The 10 Days of Creation
I don't recall exactly when I wrote this short story - a long time ago in a galaxy far, far away (which puts it in the late 1980's to early 1990's)... It needs one little bit of explanation:
It’s inspired by a theory I read around the time the book A Brief History of Time came out (indeed, it may have been in that very book) that black holes were a cosmic mystery because while a black hole has mass, it has a volume of zero – and when you start plugging zero into physics equations that don’t normally expect zeroes, odd things happen. The theory posited that in a black hole anything was possible. Which got me to thinking: what if all of the matter and the energy in the universe were in one black hole before the beginning – and what if that black hole became self-aware? Hey, anything can happen, right? It’s my little pet theory of where God came from… enjoy!
The 10 Days of Creation
<Fertile minds plumb our absolute beginnings and find only mystery and confusion. If then everything existed as a point without volume, all of the mass and energy and material that is occupying nothing, then this is indeed a most singular occurrence. And if, where all things are equally probable because we have no laws to limit, what if that singularity should become aware of itself?>
I suppose my first memory: I see a red and white '57 Chevy convertible--top down--matching red vinyl interior, a pair of fuzzy dice dancing from the rear view mirror. It started at what I assume was some ridiculously extreme distance, less than a point from my vantage. The best of my memory (which, in those days, wasn't quite what it should have been) the car drove on a basically level course, headed straight for me. The headlamps were lit, although only on low beam.

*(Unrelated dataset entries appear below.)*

//! The door key list: which cards open which door.
//!
//! PINs are never rendered.

use axum::response::{IntoResponse, Response};
use spacedb_core::store::MemberStore;

use crate::{
  AppState,
  error::Error,
  handlers::store_error,
  html::{Nav, PageBuilder},
};

fn tick(b: bool) -> &'static str {
  if b { "yes" } else { "no" }
}

/// `GET ?action=doorkeys`
pub async fn list<S: MemberStore>(state: &AppState<S>) -> Result<Response, Error> {
  let keys = state.store.door_keys().await.map_err(store_error)?;

  let mut page = PageBuilder::new(&state.config.base_path, "Door Keys", Nav::DoorKeys);
  page.h1("Door Keys");
  page.p(&format!("{} card(s) open at least one door.", keys.len()));
  page.open("table", &[("class", "table table-striped table-condensed")]);
  page.open("thead", &[]);
  page.row("th", ["Card ID", "Access", "Upstairs", "Downstairs"]);
  page.close("thead");
  page.open("tbody", &[]);
  for key in &keys {
    page.row("td", [
      key.card_id.as_str(),
      key.access.as_str(),
      tick(key.opens_upstairs()),
      tick(key.opens_downstairs()),
    ]);
  }
  page.close("tbody");
  page.close("table");

  Ok(page.finish()?.into_response())
}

As I understand it now, after some period of time I realize that the car had started to spiral. It was still some years off, and from what I recollect the spiral was quite slow. I think I grew bored and distracted before it completed one revolution, showing that my attention span needed some work at that point as well. I also figured out that the motor was running. Ten billion light years a gallon was my estimate. I started to calculate the speed of the car, but I realized I had not point of reference. I toyed with the idea that I was actually moving toward it, instead of it toward me. By the time I calculated the thousand other ways to figure speed I was bored with the idea and just didn't bother.
I decided that, as the only apparent event I could perceive, this ranked pretty low on the excitement scale.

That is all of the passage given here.